Late and/or ineffective in distribution and training for use of naloxone, just as in Nevada, Colorado (upcoming post), neighboring South Dakota, Washington, Utah, and other locales and states.
As of May of this year, – last month – funds still held by legislative gridlock.
But not late, in Iowa, to dispense the street currency for fentanyl,
that currency also known as the medical cure “buprenorphine” or “Suboxone”, established as fueling overdose deaths and a worsening crisis, that harm most recently confirmed by a largest-ever NIH $344 million study.
Nor behind track on reckless dispensing of methadone, driving increasing deaths as dispensing safety standards relaxed over recent years.
In Iowa, expansion of American Medicine’s gold standard, unfortunately lethal, cure for the opioid crisis was under expansion pre-pandemic, in 2018, not relying on settlement funds, instead federal funding.
Now a new program that trains clinicians in medication-assisted treatment (MAT)—the gold standard for opioid use disorders—is available through the University of Iowa Department of Psychiatry. Training focuses on the proper use of buprenorphine, an approved medication used to treat opioid addiction, more commonly known by the brand name Suboxone. The drug targets the same brain receptors related to pleasure and memory that opioids, such as heroin, also target. Buprenorphine blocks cravings and prevents withdrawal symptoms.

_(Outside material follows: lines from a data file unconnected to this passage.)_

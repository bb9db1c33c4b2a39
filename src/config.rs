//! Configuration Module
//!
//! Handles loading and managing gateway configuration from environment variables.

use std::env;
use std::str::FromStr;
use std::time::Duration;

use crate::cache::DEFAULT_TTL;

/// Gateway configuration parameters.
///
/// All values can be configured via environment variables with sensible defaults.
#[derive(Debug, Clone)]
pub struct Config {
    /// Default TTL in milliseconds for cached responses
    pub default_ttl_ms: u64,
    /// Background cleanup task interval in seconds
    pub cleanup_interval: u64,
    /// HTTP server port
    pub server_port: u16,
    /// Base URL of the upstream REST backend
    pub upstream_url: String,
    /// Upstream request timeout in milliseconds
    pub upstream_timeout_ms: u64,
}

impl Config {
    /// Creates a new Config by loading values from environment variables.
    ///
    /// # Environment Variables
    /// - `DEFAULT_TTL_MS` - Default TTL in milliseconds (default: 300000)
    /// - `CLEANUP_INTERVAL` - Cleanup frequency in seconds (default: 60)
    /// - `SERVER_PORT` - HTTP server port (default: 3000)
    /// - `UPSTREAM_URL` - Upstream API base URL (default: http://localhost:8080)
    /// - `UPSTREAM_TIMEOUT_MS` - Upstream request timeout (default: 10000)
    pub fn from_env() -> Self {
        let defaults = Self::default();
        Self {
            default_ttl_ms: parse_var("DEFAULT_TTL_MS").unwrap_or(defaults.default_ttl_ms),
            cleanup_interval: parse_var::<u64>("CLEANUP_INTERVAL")
                .filter(|secs| *secs > 0)
                .unwrap_or(defaults.cleanup_interval),
            server_port: parse_var("SERVER_PORT").unwrap_or(defaults.server_port),
            upstream_url: env::var("UPSTREAM_URL")
                .ok()
                .filter(|url| !url.trim().is_empty())
                .unwrap_or(defaults.upstream_url),
            upstream_timeout_ms: parse_var("UPSTREAM_TIMEOUT_MS")
                .unwrap_or(defaults.upstream_timeout_ms),
        }
    }

    pub fn default_ttl(&self) -> Duration {
        Duration::from_millis(self.default_ttl_ms)
    }

    pub fn cleanup_interval(&self) -> Duration {
        Duration::from_secs(self.cleanup_interval)
    }

    pub fn upstream_timeout(&self) -> Duration {
        Duration::from_millis(self.upstream_timeout_ms)
    }
}

fn parse_var<T: FromStr>(name: &str) -> Option<T> {
    env::var(name).ok().and_then(|v| v.trim().parse().ok())
}

impl Default for Config {
    fn default() -> Self {
        Self {
            default_ttl_ms: DEFAULT_TTL.as_millis() as u64,
            cleanup_interval: 60,
            server_port: 3000,
            upstream_url: "http://localhost:8080".to_string(),
            upstream_timeout_ms: 10_000,
        }
    }
}

#[cfg(test)]
mod tests {
    use super::*;

    #[test]
    fn test_config_default() {
        let config = Config::default();
        assert_eq!(config.default_ttl(), DEFAULT_TTL);
        assert_eq!(config.cleanup_interval(), Duration::from_secs(60));
        assert_eq!(config.server_port, 3000);
        assert_eq!(config.upstream_url, "http://localhost:8080");
        assert_eq!(config.upstream_timeout(), Duration::from_secs(10));
    }

    #[test]
    fn test_config_from_env() {
        // Single test touches the environment to avoid races between tests
        env::remove_var("DEFAULT_TTL_MS");
        env::remove_var("CLEANUP_INTERVAL");
        env::remove_var("SERVER_PORT");
        env::remove_var("UPSTREAM_URL");
        env::remove_var("UPSTREAM_TIMEOUT_MS");

        let config = Config::from_env();
        assert_eq!(config.default_ttl(), DEFAULT_TTL);
        assert_eq!(config.server_port, 3000);

        env::set_var("DEFAULT_TTL_MS", "1500");
        env::set_var("CLEANUP_INTERVAL", "0");
        env::set_var("SERVER_PORT", "not-a-port");
        env::set_var("UPSTREAM_URL", "http://api.internal:9000");

        let config = Config::from_env();
        assert_eq!(config.default_ttl(), Duration::from_millis(1500));
        assert_eq!(config.cleanup_interval, 60);
        assert_eq!(config.server_port, 3000);
        assert_eq!(config.upstream_url, "http://api.internal:9000");

        env::remove_var("DEFAULT_TTL_MS");
        env::remove_var("CLEANUP_INTERVAL");
        env::remove_var("SERVER_PORT");
        env::remove_var("UPSTREAM_URL");
    }
}
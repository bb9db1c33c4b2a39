//! Cache Statistics Module
//!
//! Diagnostic snapshots for the TTL cache and the deduplicating layer above it.

use serde::Serialize;

// == Cache Stats ==
/// Point-in-time view of a TTL cache.
#[derive(Debug, Clone, Default, PartialEq, Serialize)]
pub struct CacheStats {
    /// Number of physically stored entries (may include expired, not yet purged ones)
    pub size: usize,
    /// Stored keys, sorted
    pub keys: Vec<String>,
    /// Number of lookups that returned a value
    pub hits: u64,
    /// Number of lookups that returned nothing (missing or expired)
    pub misses: u64,
    /// Number of entries purged because their TTL elapsed
    pub expirations: u64,
}

impl CacheStats {
    // == Constructor ==
    /// Creates a new CacheStats with all counters at zero.
    pub fn new() -> Self {
        Self::default()
    }

    // == Hit Rate ==
    /// Calculates the cache hit rate.
    ///
    /// Returns hits / (hits + misses), or 0.0 if no lookups have been made.
    pub fn hit_rate(&self) -> f64 {
        let total = self.hits + self.misses;
        if total == 0 {
            0.0
        } else {
            self.hits as f64 / total as f64
        }
    }

    pub fn record_hit(&mut self) {
        self.hits += 1;
    }

    pub fn record_miss(&mut self) {
        self.misses += 1;
    }

    /// Records `count` entries purged for having expired.
    pub fn record_expirations(&mut self, count: usize) {
        self.expirations += count as u64;
    }
}

// == Fetch Stats ==
/// Snapshot of the deduplicating API cache.
#[derive(Debug, Clone, Default, PartialEq, Serialize)]
pub struct ApiCacheStats {
    /// Underlying TTL cache
    pub cache: CacheStats,
    /// Fetches currently in flight
    pub pending: usize,
    /// Fetches started
    pub fetches: u64,
    /// Calls that attached to an already running fetch
    pub deduplicated: u64,
    /// Fetches that settled with an error
    pub failures: u64,
    /// Successful fetches not stored because the cache was cleared meanwhile
    pub discarded: u64,
}
//! Background Tasks Module
//!
//! Contains background tasks that run periodically during gateway operation.
//!
//! # Tasks
//! - TTL Cleanup: Removes expired cache entries at configured intervals

mod cleanup;

pub use cleanup::spawn_cleanup_task;
//! Cache Entry Module
//!
//! Defines the structure for individual cache entries with TTL support.

use std::time::Duration;

use tokio::time::Instant;

// == Cache Entry ==
/// Represents a single cache entry with value and expiry metadata.
#[derive(Debug, Clone)]
pub struct CacheEntry<V> {
    /// The stored value
    pub value: V,
    /// When the value was stored (monotonic clock)
    pub stored_at: Instant,
    /// How long the value stays visible after `stored_at`
    pub ttl: Duration,
}

impl<V> CacheEntry<V> {
    // == Constructor ==
    /// Creates a new cache entry stamped with the current time.
    ///
    /// # Arguments
    /// * `value` - The value to store
    /// * `ttl` - Time-to-live of the entry
    pub fn new(value: V, ttl: Duration) -> Self {
        Self {
            value,
            stored_at: Instant::now(),
            ttl,
        }
    }

    // == Is Expired ==
    /// Checks if the entry has expired.
    ///
    /// Boundary condition: an entry stays visible while the elapsed time is
    /// less than or equal to its TTL, and is expired strictly after that.
    pub fn is_expired(&self) -> bool {
        self.stored_at.elapsed() > self.ttl
    }

    // == Time To Live ==
    /// Returns the remaining TTL, or `Duration::ZERO` once the entry has expired.
    pub fn ttl_remaining(&self) -> Duration {
        self.ttl.saturating_sub(self.stored_at.elapsed())
    }
}
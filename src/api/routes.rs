//! API Routes
//!
//! Configures the Axum router with all gateway endpoints.

use axum::{
    routing::{delete, get, post},
    Router,
};
use tower_http::{
    cors::{Any, CorsLayer},
    trace::TraceLayer,
};

use super::handlers::{
    clear_handler, health_handler, invalidate_handler, item_handler, list_handler, stats_handler,
    AppState,
};

/// Creates the main router with all endpoints configured.
///
/// # Endpoints
/// - `GET /api/:resource` - Cached collection listing
/// - `GET /api/:resource/:id` - Cached single item
/// - `POST /cache/invalidate` - Invalidate a key or a resource
/// - `DELETE /cache` - Clear the cache
/// - `GET /stats` - Get cache statistics
/// - `GET /health` - Health check endpoint
///
/// # Middleware
/// - CORS: Allows any origin (configurable for production)
/// - Tracing: Logs all requests for debugging
pub fn create_router(state: AppState) -> Router {
    // Configure CORS middleware
    let cors = CorsLayer::new()
        .allow_origin(Any)
        .allow_methods(Any)
        .allow_headers(Any);

    Router::new()
        .route("/api/:resource", get(list_handler))
        .route("/api/:resource/:id", get(item_handler))
        .route("/cache/invalidate", post(invalidate_handler))
        .route("/cache", delete(clear_handler))
        .route("/stats", get(stats_handler))
        .route("/health", get(health_handler))
        .layer(cors)
        .layer(TraceLayer::new_for_http())
        .with_state(state)
}

#[cfg(test)]
mod tests {
    use super::*;
    use crate::cache::ApiCache;
    use crate::error::Result;
    use crate::upstream::Upstream;
    use async_trait::async_trait;
    use axum::{
        body::Body,
        http::{Request, StatusCode},
    };
    use serde_json::{json, Value};
    use std::collections::BTreeMap;
    use std::sync::Arc;
    use std::time::Duration;
    use tower::util::ServiceExt;

    struct StaticUpstream;

    #[async_trait]
    impl Upstream for StaticUpstream {
        async fn fetch(&self, path: &str, _query: &BTreeMap<String, String>) -> Result<Value> {
            Ok(json!({ "path": path }))
        }
    }

    fn create_test_app() -> Router {
        let state = AppState::new(ApiCache::new(Duration::from_secs(300)), Arc::new(StaticUpstream));
        create_router(state)
    }

    #[tokio::test]
    async fn test_health_endpoint() {
        let app = create_test_app();

        let response = app
            .oneshot(
                Request::builder()
                    .uri("/health")
                    .body(Body::empty())
                    .unwrap(),
            )
            .await
            .unwrap();

        assert_eq!(response.status(), StatusCode::OK);
    }

    #[tokio::test]
    async fn test_resource_endpoint() {
        let app = create_test_app();

        let response = app
            .oneshot(
                Request::builder()
                    .uri("/api/categories?page=1")
                    .body(Body::empty())
                    .unwrap(),
            )
            .await
            .unwrap();

        assert_eq!(response.status(), StatusCode::OK);
    }

    #[tokio::test]
    async fn test_unknown_resource_is_bad_request() {
        let app = create_test_app();

        let response = app
            .oneshot(
                Request::builder()
                    .uri("/api/projects")
                    .body(Body::empty())
                    .unwrap(),
            )
            .await
            .unwrap();

        assert_eq!(response.status(), StatusCode::BAD_REQUEST);
    }

    #[tokio::test]
    async fn test_clear_endpoint() {
        let app = create_test_app();

        let response = app
            .oneshot(
                Request::builder()
                    .method("DELETE")
                    .uri("/cache")
                    .body(Body::empty())
                    .unwrap(),
            )
            .await
            .unwrap();

        assert_eq!(response.status(), StatusCode::OK);
    }
}
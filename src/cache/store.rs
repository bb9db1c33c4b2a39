//! TTL Cache Module
//!
//! Key/value storage where every entry expires independently after its TTL.
//! Expired entries are purged lazily on access or in bulk by `cleanup`.

use std::collections::HashMap;
use std::time::Duration;

use tracing::debug;

use crate::cache::{CacheEntry, CacheStats};

// == TTL Cache ==
/// In-memory store with per-entry time-to-live.
#[derive(Debug)]
pub struct TtlCache<V> {
    /// Key-value storage
    entries: HashMap<String, CacheEntry<V>>,
    /// Lookup counters
    stats: CacheStats,
    /// TTL used when `set` is called without one
    default_ttl: Duration,
}

impl<V: Clone> TtlCache<V> {
    // == Constructor ==
    /// Creates an empty cache.
    ///
    /// # Arguments
    /// * `default_ttl` - TTL applied to entries stored without an explicit one
    pub fn new(default_ttl: Duration) -> Self {
        Self {
            entries: HashMap::new(),
            stats: CacheStats::new(),
            default_ttl,
        }
    }

    // == Set ==
    /// Stores a value, unconditionally overwriting any existing entry.
    ///
    /// The entry's clock restarts on every set.
    ///
    /// # Arguments
    /// * `key` - The key to store under
    /// * `value` - The value to store
    /// * `ttl` - Optional TTL (uses the default TTL if None)
    pub fn set(&mut self, key: impl Into<String>, value: V, ttl: Option<Duration>) {
        let ttl = ttl.unwrap_or(self.default_ttl);
        self.entries.insert(key.into(), CacheEntry::new(value, ttl));
    }

    // == Get ==
    /// Retrieves a value by key.
    ///
    /// Returns `None` for missing and expired keys alike; an expired entry is
    /// removed as a side effect.
    pub fn get(&mut self, key: &str) -> Option<V> {
        let expired = match self.entries.get(key) {
            Some(entry) if !entry.is_expired() => {
                self.stats.record_hit();
                return Some(entry.value.clone());
            }
            Some(_) => true,
            None => false,
        };

        if expired {
            self.entries.remove(key);
            self.stats.record_expirations(1);
            debug!(key, "cache entry expired");
        }
        self.stats.record_miss();
        None
    }

    // == Contains ==
    /// Returns true if `key` holds a live entry. Does not purge or count.
    pub fn contains(&self, key: &str) -> bool {
        self.entries
            .get(key)
            .is_some_and(|entry| !entry.is_expired())
    }

    // == Delete ==
    /// Removes an entry by key.
    ///
    /// Returns whether an entry was removed.
    pub fn delete(&mut self, key: &str) -> bool {
        self.entries.remove(key).is_some()
    }

    // == Delete Where ==
    /// Removes every entry whose key matches `predicate`.
    ///
    /// Returns the number of entries removed.
    pub fn delete_where<P>(&mut self, mut predicate: P) -> usize
    where
        P: FnMut(&str) -> bool,
    {
        let before = self.entries.len();
        self.entries.retain(|key, _| !predicate(key));
        before - self.entries.len()
    }

    // == Clear ==
    /// Removes all entries. Counters are kept.
    pub fn clear(&mut self) {
        self.entries.clear();
    }

    // == Cleanup Expired ==
    /// Removes all expired entries from the cache.
    ///
    /// Returns the number of entries removed.
    pub fn cleanup(&mut self) -> usize {
        let before = self.entries.len();
        self.entries.retain(|_, entry| !entry.is_expired());
        let removed = before - self.entries.len();

        self.stats.record_expirations(removed);
        removed
    }

    // == Stats ==
    /// Returns a snapshot of the cache contents and counters.
    pub fn stats(&self) -> CacheStats {
        let mut keys: Vec<String> = self.entries.keys().cloned().collect();
        keys.sort();

        CacheStats {
            size: self.entries.len(),
            keys,
            ..self.stats.clone()
        }
    }

    /// TTL applied when none is given.
    pub fn default_ttl(&self) -> Duration {
        self.default_ttl
    }

    // == Length ==
    /// Returns the number of stored entries, expired ones included.
    pub fn len(&self) -> usize {
        self.entries.len()
    }

    pub fn is_empty(&self) -> bool {
        self.entries.is_empty()
    }
}
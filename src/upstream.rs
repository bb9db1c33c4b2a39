//! Upstream Module
//!
//! The REST backend whose responses are cached. The gateway only ever talks
//! to it through the [`Upstream`] trait so tests can substitute a fake.

use std::collections::BTreeMap;
use std::time::Duration;

use async_trait::async_trait;
use serde_json::Value;
use tracing::debug;

use crate::error::{CacheError, Result};

// == Upstream Trait ==
#[async_trait]
pub trait Upstream: Send + Sync {
    /// Fetches `path` (relative to the API root) with the given query parameters.
    async fn fetch(&self, path: &str, query: &BTreeMap<String, String>) -> Result<Value>;
}

// == HTTP Upstream ==
/// [`Upstream`] backed by a reqwest client.
#[derive(Debug, Clone)]
pub struct HttpUpstream {
    client: reqwest::Client,
    base_url: String,
}

impl HttpUpstream {
    /// Creates a client for `base_url` with a per-request timeout.
    pub fn new(base_url: impl Into<String>, timeout: Duration) -> Result<Self> {
        let client = reqwest::Client::builder()
            .timeout(timeout)
            .build()
            .map_err(|e| CacheError::Internal(format!("Failed to build HTTP client: {}", e)))?;

        Ok(Self {
            client,
            base_url: base_url.into().trim_end_matches('/').to_string(),
        })
    }

    /// Full URL for a path relative to the API root.
    pub fn url(&self, path: &str) -> String {
        format!("{}/{}", self.base_url, path.trim_start_matches('/'))
    }
}

#[async_trait]
impl Upstream for HttpUpstream {
    async fn fetch(&self, path: &str, query: &BTreeMap<String, String>) -> Result<Value> {
        let url = self.url(path);
        debug!(%url, "upstream request");

        let response = self
            .client
            .get(&url)
            .query(query)
            .send()
            .await
            .map_err(|e| CacheError::Unavailable(e.to_string()))?;

        let status = response.status();
        if !status.is_success() {
            return Err(CacheError::Upstream {
                status: status.as_u16(),
                message: status
                    .canonical_reason()
                    .unwrap_or("Unknown status")
                    .to_string(),
            });
        }

        response
            .json::<Value>()
            .await
            .map_err(|e| CacheError::Upstream {
                status: status.as_u16(),
                message: format!("Invalid JSON body: {}", e),
            })
    }
}

#[cfg(test)]
mod tests {
    use super::*;

    #[test]
    fn test_url_joining() {
        let upstream = HttpUpstream::new("http://backend:8080/api/", Duration::from_secs(1)).unwrap();
        assert_eq!(upstream.url("risks/4"), "http://backend:8080/api/risks/4");
        assert_eq!(upstream.url("/skills"), "http://backend:8080/api/skills");
    }

    #[tokio::test]
    async fn test_unreachable_upstream_is_unavailable() {
        // Reserve a free port, then close it so nothing is listening there
        let addr = std::net::TcpListener::bind("127.0.0.1:0")
            .unwrap()
            .local_addr()
            .unwrap();
        let upstream =
            HttpUpstream::new(format!("http://{}", addr), Duration::from_millis(500)).unwrap();

        let result = upstream.fetch("risks", &BTreeMap::new()).await;
        assert!(matches!(result, Err(CacheError::Unavailable(_))));
    }
}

“We want to provide a good, viable alternative that can potentially stabilize (our patients’) lives,” says Sharon Duclos, MD, co-medical director of the Waterloo clinic, who participated in MAT training. “It’s a great opportunity that will really benefit some people.
Duclos recently started a MAT clinic with a team of advanced practice providers. She says it’s important to integrate addiction treatment into a primary care setting.
“I’m just ready to get it started. I’m ready to write my first prescription,” Duclos says. “When you can go to your doctor and get most of your needs met, it makes all the difference in the world.”
Duclos joins a growing number of providers in eastern Iowa working to bring lifesaving treatment to their communities.
In September 2018, Alison Lynch, UI clinical professor of psychiatry and director of addictions medicine in the department, was awarded a three-year, $1.5 million grant from the Substance Abuse and Mental Health Services Administration to train clinicians in MAT. As of April 2019, she and her team had trained 89 providers, primarily in eastern Iowa. More training is being scheduled, including sessions in Mason City and at UI Health Care.
Lynch’s project not only aims to increase treatment availability in rural clinics across the state, but also in prisons and jails. The training is available to physicians, nurse practitioners, and physician assistants in a number of different specialties, including primary care and emergency medicine.
“It is great to see so many clinicians signing up for our training sessions,” Lynch says. “People who have taken our course tell us that they have a better understanding of opioid addiction and feel more prepared to treat it.”
So, Iowa isn’t an outlier at all.
Iowa follows the predictable pattern of opioid high-risk use, overdose, and fatal overdose being consistently driven primarily by the combination of 1) levels of dispersing and more recently relaxation of standards for dispensing, of American Medicine’s “proven” gold standard substitute opioid cures, established as fueling the crisis, and 2) emergence of desperate, intensive, targeted community-level naloxone campaigns necessary to moderate those lethal harms.
All that’s left is the mystification necessary to hide those truths in order to protect what must, more than anything else and at any cost, remain protected.